We don’t know if you liked that one, so let’s get straight to the heart of the story; analytics can indeed contribute to the success of a sports team. Those of you who have seen the movie ‘Moneyball’ already knew this, of course. This story about Oakland A’s general manager Billy Beane using analytics to form a winning team suddenly made analytics sexy, and not just due to Brad Pitt’s presence.
But analytics can do more than help team coaches draft the best available players. It can also be of considerable help in maximizing ticket sales and in increasing fan loyalty. Take, for instance, the Major League Soccer, representing 19 top league soccer clubs in the United States and Canada. They have managed to win fans with an extremely focused personalized marketing program.
From filling seats to defining team tactics
Why not add a basketball example, more specifically Orlando Magic? This 20th-largest team, in terms of market opportunities, has managed to become one of the top revenue earners in the NBA. Their secret? They have studied the resale ticket market intensely using SAS analytics in order to price tickets better, and to better predict which season ticket holders are likely to defect in order to lure them back. Oh, and meanwhile they have also started using analytics to assist the coaches in putting together the best lineup. Just like Oakland A, indeed.

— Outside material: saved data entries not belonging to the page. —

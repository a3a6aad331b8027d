//! # Database Pool Management
//!
//! Connection pool creation, configuration and transaction scopes.
//!
//! ## Architecture
//! ```text
//! ┌─────────────────────────────────────────────────────────────────────────┐
//! │                      Database Connection Pool                           │
//! │                                                                         │
//! │  DbConfig::new(path) ← Configure pool settings                         │
//! │       │                                                                 │
//! │       ▼                                                                 │
//! │  Database::new(config).await ← Create pool + run migrations            │
//! │       │                                                                 │
//! │       ├──► db.tills() / db.sales()     short reads & writes            │
//! │       │                                                                 │
//! │       └──► db.begin()                  explicit transaction scope      │
//! │               │                                                         │
//! │               ▼                                                         │
//! │            finish_transaction(tx, commit)                              │
//! │               commit == true  → COMMIT                                 │
//! │               commit == false → ROLLBACK                               │
//! └─────────────────────────────────────────────────────────────────────────┘
//! ```
//!
//! ## WAL Mode
//! File databases run in WAL mode so till reads from the front end never
//! block the till-opening transaction.

use sqlx::sqlite::{SqliteConnectOptions, SqliteJournalMode, SqlitePoolOptions, SqliteSynchronous};
use sqlx::{Sqlite, SqlitePool, Transaction};
use std::path::PathBuf;
use std::str::FromStr;
use std::time::Duration;
use tracing::{debug, info};

use crate::error::{DbError, DbResult};
use crate::migrations;
use crate::repository::sale::SaleRepository;
use crate::repository::till::TillRepository;

/// A database transaction owned by the caller until it is finished.
pub type DbTransaction = Transaction<'static, Sqlite>;

const IN_MEMORY: &str = ":memory:";

// =============================================================================
// Configuration
// =============================================================================

/// Database configuration.
///
/// ## Example
/// ```rust,ignore
/// let config = DbConfig::new("/var/lib/caixa/caixa.db")
///     .max_connections(5)
///     .min_connections(1);
/// ```
#[derive(Debug, Clone)]
pub struct DbConfig {
    /// Path to the SQLite database file.
    pub database_path: PathBuf,

    /// Maximum number of connections in the pool.
    /// Default: 5
    pub max_connections: u32,

    /// Minimum number of connections to keep alive.
    /// Default: 1
    pub min_connections: u32,

    /// Connection timeout duration.
    /// Default: 30 seconds
    pub connect_timeout: Duration,

    /// Idle timeout before closing a connection.
    /// Default: 10 minutes
    pub idle_timeout: Duration,

    /// Whether to run migrations on connect.
    /// Default: true
    pub run_migrations: bool,
}

impl DbConfig {
    /// Creates a new database configuration with the given path.
    /// The file is created if it doesn't exist.
    pub fn new(path: impl Into<PathBuf>) -> Self {
        DbConfig {
            database_path: path.into(),
            max_connections: 5,
            min_connections: 1,
            connect_timeout: Duration::from_secs(30),
            idle_timeout: Duration::from_secs(600),
            run_migrations: true,
        }
    }

    pub fn max_connections(mut self, max: u32) -> Self {
        self.max_connections = max;
        self
    }

    pub fn min_connections(mut self, min: u32) -> Self {
        self.min_connections = min;
        self
    }

    pub fn connect_timeout(mut self, timeout: Duration) -> Self {
        self.connect_timeout = timeout;
        self
    }

    pub fn run_migrations(mut self, run: bool) -> Self {
        self.run_migrations = run;
        self
    }

    /// Creates an in-memory database configuration (for testing).
    ///
    /// A single connection is used: an in-memory SQLite database lives and
    /// dies with its connection. Code holding a transaction must therefore
    /// run every query of that scope through the transaction.
    pub fn in_memory() -> Self {
        DbConfig {
            database_path: PathBuf::from(IN_MEMORY),
            max_connections: 1,
            min_connections: 1,
            connect_timeout: Duration::from_secs(5),
            idle_timeout: Duration::from_secs(600),
            run_migrations: true,
        }
    }

    fn is_in_memory(&self) -> bool {
        self.database_path.as_os_str() == IN_MEMORY
    }

    fn connect_options(&self) -> DbResult<SqliteConnectOptions> {
        if self.is_in_memory() {
            return SqliteConnectOptions::from_str("sqlite::memory:")
                .map(|opts| opts.foreign_keys(true))
                .map_err(|e| DbError::ConnectionFailed(e.to_string()));
        }

        let connect_url = format!("sqlite://{}?mode=rwc", self.database_path.display());
        let options = SqliteConnectOptions::from_str(&connect_url)
            .map_err(|e| DbError::ConnectionFailed(e.to_string()))?
            .journal_mode(SqliteJournalMode::Wal)
            // Data is safe from corruption, may lose last transaction on crash
            .synchronous(SqliteSynchronous::Normal)
            .foreign_keys(true)
            .create_if_missing(true);
        Ok(options)
    }
}

// =============================================================================
// Database
// =============================================================================

/// Main database handle providing repository access.
///
/// Cheap to clone: clones share the same pool.
#[derive(Debug, Clone)]
pub struct Database {
    pool: SqlitePool,
}

impl Database {
    /// Creates a new database connection pool and, if enabled, runs the
    /// embedded migrations.
    ///
    /// ## Example
    /// ```rust,ignore
    /// let db = Database::new(DbConfig::new("./caixa.db")).await?;
    /// ```
    pub async fn new(config: DbConfig) -> DbResult<Self> {
        info!(
            path = %config.database_path.display(),
            "Initializing database connection"
        );

        let connect_options = config.connect_options()?;
        debug!("Connection options configured");

        let pool = SqlitePoolOptions::new()
            .max_connections(config.max_connections)
            .min_connections(config.min_connections)
            .acquire_timeout(config.connect_timeout)
            .idle_timeout(Some(config.idle_timeout))
            .connect_with(connect_options)
            .await
            .map_err(|e| DbError::ConnectionFailed(e.to_string()))?;

        info!(
            max_connections = config.max_connections,
            "Database pool created"
        );

        let db = Database { pool };

        if config.run_migrations {
            db.run_migrations().await?;
        }

        Ok(db)
    }

    /// Runs database migrations.
    pub async fn run_migrations(&self) -> DbResult<()> {
        migrations::run_migrations(&self.pool).await
    }

    /// Returns a reference to the connection pool.
    pub fn pool(&self) -> &SqlitePool {
        &self.pool
    }

    /// Returns the till repository.
    pub fn tills(&self) -> TillRepository {
        TillRepository::new(self.pool.clone())
    }

    /// Returns the sale repository.
    pub fn sales(&self) -> SaleRepository {
        SaleRepository::new(self.pool.clone())
    }

    /// Starts a new transaction.
    ///
    /// The caller owns the scope and must end it with
    /// [`finish_transaction`]. Dropping it without finishing rolls back.
    pub async fn begin(&self) -> DbResult<DbTransaction> {
        debug!("Beginning transaction");
        self.pool
            .begin()
            .await
            .map_err(|e| DbError::TransactionFailed(e.to_string()))
    }

    /// Closes the database connection pool.
    pub async fn close(&self) {
        info!("Closing database connection pool");
        self.pool.close().await;
    }

    /// Checks if the database is healthy (can execute queries).
    pub async fn health_check(&self) -> bool {
        sqlx::query("SELECT 1").execute(&self.pool).await.is_ok()
    }
}

/// Ends a transaction scope: commits when `commit` is true, rolls back
/// otherwise. Returns `commit` so callers can forward the outcome.
pub async fn finish_transaction(tx: DbTransaction, commit: bool) -> DbResult<bool> {
    if commit {
        debug!("Committing transaction");
        tx.commit()
            .await
            .map_err(|e| DbError::TransactionFailed(e.to_string()))?;
    } else {
        debug!("Rolling back transaction");
        tx.rollback()
            .await
            .map_err(|e| DbError::TransactionFailed(e.to_string()))?;
    }
    Ok(commit)
}

// =============================================================================
// Unit Tests
// =============================================================================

Another team that uses analytics in their game tactics is Bayern Munich. On an MIT Sloan sports analytics conference earlier this year it was revealed that Bayern managed to beat AS Roma partly because of analytics: historic data showed that opponent AS Roma played at its best with star player Francesco Totti behind two strikers. So they needed just three defenders, allowing more freedom to the offensive force. Bayern coach Pep Guardiola is very interested in such data to define his tactics, Bayern’s analytics head Michael Niemeyer added.
Practice makes perfect
But these successes don’t come easy. Behind every one of these stories is a story of hard work, focused energy and lots of communication. Thomas Davenport, an analytics expert with a broad expertise in sports analytics, has come up with a set of common denominators that can be considered key to the success of using analytics in sports. It’s about getting internal and external data and combining them to provide new insights.
But it’s also about gaining internal and external support, from top management and from the huge fan base that sometimes includes some very avid analyzers of sports data. This final observation led the English soccer team Manchester City to release their player performance data for analysis by their fans. An initiative that has delighted thousands of fans. And after all: delighting your fans, isn’t that what it’s all about?